### Data to examine
================

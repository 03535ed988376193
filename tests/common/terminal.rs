//! TUI testing utilities using Ratatui's TestBackend

use orgdir::App;
use ratatui::{backend::TestBackend, buffer::Buffer, Terminal};

/// Create a test terminal with custom dimensions
pub fn create_test_terminal_sized(width: u16, height: u16) -> Terminal<TestBackend> {
    let backend = TestBackend::new(width, height);
    Terminal::new(backend).expect("Failed to create test terminal")
}

/// Convert a buffer to a string, one line per row
pub fn buffer_to_string(buffer: &Buffer) -> String {
    let area = buffer.area;
    let mut output = String::new();

    for y in area.y..area.y + area.height {
        for x in area.x..area.x + area.width {
            if let Some(cell) = buffer.cell((x, y)) {
                output.push_str(cell.symbol());
            }
        }
        output.push('\n');
    }

    output
}

/// Check if the buffer contains a string anywhere
pub fn buffer_contains(buffer: &Buffer, text: &str) -> bool {
    buffer_to_string(buffer).contains(text)
}

/// Render the whole app into a fresh terminal and return the screen text
pub fn render_app(app: &mut App, width: u16, height: u16) -> String {
    let mut terminal = create_test_terminal_sized(width, height);
    terminal
        .draw(|f| app.draw(f))
        .expect("Failed to draw app");
    buffer_to_string(terminal.backend().buffer())
}

#[cfg(test)]
mod tests {
    use super::*;
    use ratatui::widgets::Paragraph;

    #[test]
    fn test_buffer_contains() {
        let mut terminal = create_test_terminal_sized(20, 5);
        terminal
            .draw(|f| {
                f.render_widget(Paragraph::new("Справочник"), f.area());
            })
            .unwrap();

        assert!(buffer_contains(terminal.backend().buffer(), "Справочник"));
        assert!(!buffer_contains(terminal.backend().buffer(), "missing"));
    }
}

================

### Task to complete
For each line in the data that holds "assert", add one to a count, then report that count alone.

### Response
2